- YOUR OBJECTIVE: Line by line, transcribe the records exactly.

Saved data entries
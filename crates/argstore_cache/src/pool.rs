//! The per-dataset constant pool.
//!
//! The pool maps each primitive kind to the set of literal values seen for it
//! across a dataset's source files. It is stored as a single JSON object keyed
//! by canonical kind name, and every save replaces the whole document.

use std::collections::{BTreeMap, BTreeSet};
use std::path::{Path, PathBuf};
use std::sync::{Mutex, PoisonError};

use argstore_common::{PrimitiveKind, PrimitiveValue};
use serde_json::{Number, Value};
use tracing::{debug, info};

use crate::document::DocumentStore;
use crate::error::CacheError;

/// Kind-to-values mapping with set semantics per kind.
pub type ConstantMap = BTreeMap<PrimitiveKind, BTreeSet<PrimitiveValue>>;

/// Name of the constant pool file within a dataset directory.
pub const POOL_FILE: &str = "primitive_arguments.json";

/// Persistent constant pool for one dataset.
pub struct ConstantPool {
    path: PathBuf,
    lock: Mutex<()>,
}

impl ConstantPool {
    /// Creates a pool stored in `dataset_dir`.
    pub fn new(dataset_dir: &Path) -> Self {
        Self {
            path: dataset_dir.join(POOL_FILE),
            lock: Mutex::new(()),
        }
    }

    /// Returns the path of the pool document.
    pub fn path(&self) -> &Path {
        &self.path
    }

    /// Loads the persisted pool.
    ///
    /// Fails if the dataset has never been saved; there is no empty default.
    pub fn load(&self) -> Result<ConstantMap, CacheError> {
        let _guard = self.lock.lock().unwrap_or_else(PoisonError::into_inner);
        self.load_unlocked()
    }

    /// Replaces the persisted pool with `constants`.
    pub fn save(&self, constants: &ConstantMap) -> Result<(), CacheError> {
        let _guard = self.lock.lock().unwrap_or_else(PoisonError::into_inner);
        self.save_unlocked(constants)
    }

    /// Unions per-file maps, saves the result, and returns it as reloaded from disk.
    ///
    /// Only the reloaded value is returned so callers always see exactly what
    /// the store will hand out on the next [`load`](Self::load).
    pub fn merge_from_files<I>(&self, per_file: I) -> Result<ConstantMap, CacheError>
    where
        I: IntoIterator<Item = ConstantMap>,
    {
        let merged = merge_constant_maps(per_file);
        log_counts("merged", &merged);

        let _guard = self.lock.lock().unwrap_or_else(PoisonError::into_inner);
        self.save_unlocked(&merged)?;
        let reloaded = self.load_unlocked()?;
        log_counts("reloaded", &reloaded);
        Ok(reloaded)
    }

    fn load_unlocked(&self) -> Result<ConstantMap, CacheError> {
        let raw: BTreeMap<String, Vec<Value>> = DocumentStore::load(&self.path)?;
        let mut constants = ConstantMap::new();
        for (name, values) in raw {
            let kind = PrimitiveKind::from_name(&name)
                .ok_or_else(|| CacheError::UnknownKind { name: name.clone() })?;
            let set = constants.entry(kind).or_default();
            for value in &values {
                let text = raw_text(value).ok_or_else(|| CacheError::Malformed {
                    path: self.path.clone(),
                    reason: format!("unsupported {kind} value {value}"),
                })?;
                set.insert(kind.convert(&text)?);
            }
        }
        Ok(constants)
    }

    fn save_unlocked(&self, constants: &ConstantMap) -> Result<(), CacheError> {
        let doc: BTreeMap<&str, Vec<Value>> = constants
            .iter()
            .map(|(kind, values)| (kind.name(), values.iter().map(to_json).collect()))
            .collect();
        DocumentStore::save(&doc, &self.path, false)?;
        debug!(path = %self.path.display(), kinds = doc.len(), "saved constant pool");
        Ok(())
    }
}

/// Per-kind union of `maps`. The result does not depend on iteration order.
pub fn merge_constant_maps<I>(maps: I) -> ConstantMap
where
    I: IntoIterator<Item = ConstantMap>,
{
    let mut merged = ConstantMap::new();
    for map in maps {
        for (kind, values) in map {
            merged.entry(kind).or_default().extend(values);
        }
    }
    merged
}

fn log_counts(stage: &str, constants: &ConstantMap) {
    for (kind, values) in constants {
        info!(stage, kind = %kind, count = values.len(), "constant pool");
    }
}

/// Native JSON form of a value. Non-finite floats become strings.
fn to_json(value: &PrimitiveValue) -> Value {
    match value {
        PrimitiveValue::Short(v) => Value::from(*v),
        PrimitiveValue::Integer(v) => Value::from(*v),
        PrimitiveValue::Long(v) => Value::from(*v),
        PrimitiveValue::Byte(v) => Value::from(*v),
        PrimitiveValue::Boolean(b) => Value::Bool(*b),
        PrimitiveValue::Character(_) | PrimitiveValue::String(_) => Value::String(value.to_raw()),
        // Shortest float text widened to f64, so `1.1f32` is stored as 1.1.
        PrimitiveValue::Float(_) | PrimitiveValue::Double(_) => value
            .to_raw()
            .parse::<f64>()
            .ok()
            .and_then(Number::from_f64)
            .map_or_else(|| Value::String(value.to_raw()), Value::Number),
    }
}

fn raw_text(value: &Value) -> Option<String> {
    match value {
        Value::String(s) => Some(s.clone()),
        Value::Number(n) => Some(n.to_string()),
        Value::Bool(b) => Some(b.to_string()),
        _ => None,
    }
}
//! Shared foundational types for the argstore constant and argument cache.
//!
//! This crate provides the closed registry of primitive kinds, the typed
//! values they parse into, and the error returned when a literal does not
//! match a kind's grammar.

#![warn(missing_docs)]

pub mod error;
pub mod primitive;
pub mod value;

pub use error::ParseError;
pub use primitive::PrimitiveKind;
pub use value::PrimitiveValue;
//! Configuration types deserialized from `argstore.toml`.

use serde::Deserialize;
use std::path::PathBuf;

/// The top-level configuration parsed from `argstore.toml`.
#[derive(Debug, Clone, Deserialize)]
pub struct StoreConfig {
    /// Store location and document formatting.
    pub store: StoreSection,
    /// Fuzz cache behavior.
    #[serde(default)]
    pub fuzz: FuzzSection,
}

impl StoreConfig {
    /// Creates a configuration rooted at `root` with every other setting at its default.
    pub fn with_root(root: impl Into<PathBuf>) -> Self {
        Self {
            store: StoreSection {
                root: root.into(),
                pretty_index: true,
            },
            fuzz: FuzzSection::default(),
        }
    }
}

/// The `[store]` table.
#[derive(Debug, Clone, Deserialize)]
pub struct StoreSection {
    /// Base directory under which every dataset gets its own subdirectory.
    pub root: PathBuf,
    /// Pretty-print the fuzz index document.
    #[serde(default = "default_true")]
    pub pretty_index: bool,
}

/// The `[fuzz]` table.
#[derive(Debug, Clone, Deserialize)]
pub struct FuzzSection {
    /// What happens to the previous blob when a key is written again.
    #[serde(default)]
    pub on_overwrite: OverwritePolicy,
    /// Clear the fuzz cache before a regeneration pass.
    #[serde(default = "default_true")]
    pub reset_before_regenerate: bool,
}

impl Default for FuzzSection {
    fn default() -> Self {
        Self {
            on_overwrite: OverwritePolicy::default(),
            reset_before_regenerate: true,
        }
    }
}

/// Handling of the previously indexed blob when a fuzz key is overwritten.
#[derive(Debug, Clone, Copy, Default, Deserialize, PartialEq, Eq)]
#[serde(rename_all = "lowercase")]
pub enum OverwritePolicy {
    /// Delete the prior blob once the index points at the new token (default).
    #[default]
    Reclaim,
    /// Leave the prior blob on disk, unreachable through the index.
    Orphan,
}

fn default_true() -> bool {
    true
}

- ANSWER TO THIS TASK:
filename crates/argstore_cache/src/pool.rs
//! The per-dataset constant pool.
//!
//! The pool maps each primitive kind to the set of literal values seen for it
//! across a dataset's source files. It is stored as a single JSON object keyed
//! by canonical kind name, and every save replaces the whole document.

use std::collections::{BTreeMap, BTreeSet};
use std::path::{Path, PathBuf};
use std::sync::{Mutex, PoisonError};

use argstore_common::{PrimitiveKind, PrimitiveValue};
use serde_json::{Number, Value};
use tracing::{debug, info};

use crate::document::DocumentStore;
use crate::error::CacheError;

/// Kind-to-values mapping with set semantics per kind.
pub type ConstantMap = BTreeMap<PrimitiveKind, BTreeSet<PrimitiveValue>>;

/// Name of the constant pool file within a dataset directory.
pub const POOL_FILE: &str = "primitive_arguments.json";

/// Persistent constant pool for one dataset.
pub struct ConstantPool {
    path: PathBuf,
    lock: Mutex<()>,
}

impl ConstantPool {
    /// Creates a pool stored in `dataset_dir`.
    pub fn new(dataset_dir: &Path) -> Self {
        Self {
            path: dataset_dir.join(POOL_FILE),
            lock: Mutex::new(()),
        }
    }

    /// Returns the path of the pool document.
    pub fn path(&self) -> &Path {
        &self.path
    }

    /// Loads the persisted pool.
    ///
    /// Fails if the dataset has never been saved; there is no empty default.
    pub fn load(&self) -> Result<ConstantMap, CacheError> {
        let _guard = self.lock.lock().unwrap_or_else(PoisonError::into_inner);
        self.load_unlocked()
    }

    /// Replaces the persisted pool with `constants`.
    pub fn save(&self, constants: &ConstantMap) -> Result<(), CacheError> {
        let _guard = self.lock.lock().unwrap_or_else(PoisonError::into_inner);
        self.save_unlocked(constants)
    }

    /// Unions per-file maps, saves the result, and returns it as reloaded from disk.
    ///
    /// Only the reloaded value is returned so callers always see exactly what
    /// the store will hand out on the next [`load`](Self::load).
    pub fn merge_from_files<I>(&self, per_file: I) -> Result<ConstantMap, CacheError>
    where
        I: IntoIterator<Item = ConstantMap>,
    {
        let merged = merge_constant_maps(per_file);
        log_counts("merged", &merged);

        let _guard = self.lock.lock().unwrap_or_else(PoisonError::into_inner);
        self.save_unlocked(&merged)?;
        let reloaded = self.load_unlocked()?;
        log_counts("reloaded", &reloaded);
        Ok(reloaded)
    }

    fn load_unlocked(&self) -> Result<ConstantMap, CacheError> {
        let raw: BTreeMap<String, Vec<Value>> = DocumentStore::load(&self.path)?;
        let mut constants = ConstantMap::new();
        for (name, values) in raw {
            let kind = PrimitiveKind::from_name(&name)
                .ok_or_else(|| CacheError::UnknownKind { name: name.clone() })?;
            let set = constants.entry(kind).or_default();
            for value in &values {
                let text = raw_text(value).ok_or_else(|| CacheError::Malformed {
                    path: self.path.clone(),
                    reason: format!("unsupported {kind} value {value}"),
                })?;
                set.insert(kind.convert(&text)?);
            }
        }
        Ok(constants)
    }

    fn save_unlocked(&self, constants: &ConstantMap) -> Result<(), CacheError> {
        let doc: BTreeMap<&str, Vec<Value>> = constants
            .iter()
            .map(|(kind, values)| (kind.name(), values.iter().map(to_json).collect()))
            .collect();
        DocumentStore::save(&doc, &self.path, false)?;
        debug!(path = %self.path.display(), kinds = doc.len(), "saved constant pool");
        Ok(())
    }
}

/// Per-kind union of `maps`. The result does not depend on iteration order.
pub fn merge_constant_maps<I>(maps: I) -> ConstantMap
where
    I: IntoIterator<Item = ConstantMap>,
{
    let mut merged = ConstantMap::new();
    for map in maps {
        for (kind, values) in map {
            merged.entry(kind).or_default().extend(values);
        }
    }
    merged
}

fn log_counts(stage: &str, constants: &ConstantMap) {
    for (kind, values) in constants {
        info!(stage, kind = %kind, count = values.len(), "constant pool");
    }
}

/// Native JSON form of a value. Non-finite floats become strings.
fn to_json(value: &PrimitiveValue) -> Value {
    match value {
        PrimitiveValue::Short(v) => Value::from(*v),
        PrimitiveValue::Integer(v) => Value::from(*v),
        PrimitiveValue::Long(v) => Value::from(*v),
        PrimitiveValue::Byte(v) => Value::from(*v),
        PrimitiveValue::Boolean(b) => Value::Bool(*b),
        PrimitiveValue::Character(_) | PrimitiveValue::String(_) => Value::String(value.to_raw()),
        // Shortest float text widened to f64, so `1.1f32` is stored as 1.1.
        PrimitiveValue::Float(_) | PrimitiveValue::Double(_) => value
            .to_raw()
            .parse::<f64>()
            .ok()
            .and_then(Number::from_f64)
            .map_or_else(|| Value::String(value.to_raw()), Value::Number),
    }
}

fn raw_text(value: &Value) -> Option<String> {
    match value {
        Value::String(s) => Some(s.clone()),
        Value::Number(n) => Some(n.to_string()),
        Value::Bool(b) => Some(b.to_string()),
        _ => None,
    }
}
//! Shared foundational types for the argstore constant and argument cache.
//!
//! This crate provides the closed registry of primitive kinds, the typed
//! values they parse into, and the error returned when a literal does not
//! match a kind's grammar.

#![warn(missing_docs)]

pub mod error;
pub mod primitive;
pub mod value;

pub use error::ParseError;
pub use primitive::PrimitiveKind;
pub use value::PrimitiveValue;
//! Configuration types deserialized from `argstore.toml`.

use serde::Deserialize;
use std::path::PathBuf;

/// The top-level configuration parsed from `argstore.toml`.
#[derive(Debug, Clone, Deserialize)]
pub struct StoreConfig {
    /// Store location and document formatting.
    pub store: StoreSection,
    /// Fuzz cache behavior.
    #[serde(default)]
    pub fuzz: FuzzSection,
}

impl StoreConfig {
    /// Creates a configuration rooted at `root` with every other setting at its default.
    pub fn with_root(root: impl Into<PathBuf>) -> Self {
        Self {
            store: StoreSection {
                root: root.into(),
                pretty_index: true,
            },
            fuzz: FuzzSection::default(),
        }
    }
}

/// The `[store]` table.
#[derive(Debug, Clone, Deserialize)]
pub struct StoreSection {
    /// Base directory under which every dataset gets its own subdirectory.
    pub root: PathBuf,
    /// Pretty-print the fuzz index document.
    #[serde(default = "default_true")]
    pub pretty_index: bool,
}

/// The `[fuzz]` table.
#[derive(Debug, Clone, Deserialize)]
pub struct FuzzSection {
    /// What happens to the previous blob when a key is written again.
    #[serde(default)]
    pub on_overwrite: OverwritePolicy,
    /// Clear the fuzz cache before a regeneration pass.
    #[serde(default = "default_true")]
    pub reset_before_regenerate: bool,
}

impl Default for FuzzSection {
    fn default() -> Self {
        Self {
            on_overwrite: OverwritePolicy::default(),
            reset_before_regenerate: true,
        }
    }
}

/// Handling of the previously indexed blob when a fuzz key is overwritten.
#[derive(Debug, Clone, Copy, Default, Deserialize, PartialEq, Eq)]
#[serde(rename_all = "lowercase")]
pub enum OverwritePolicy {
    /// Delete the prior blob once the index points at the new token (default).
    #[default]
    Reclaim,
    /// Leave the prior blob on disk, unreachable through the index.
    Orphan,
}

fn default_true() -> bool {
    true
}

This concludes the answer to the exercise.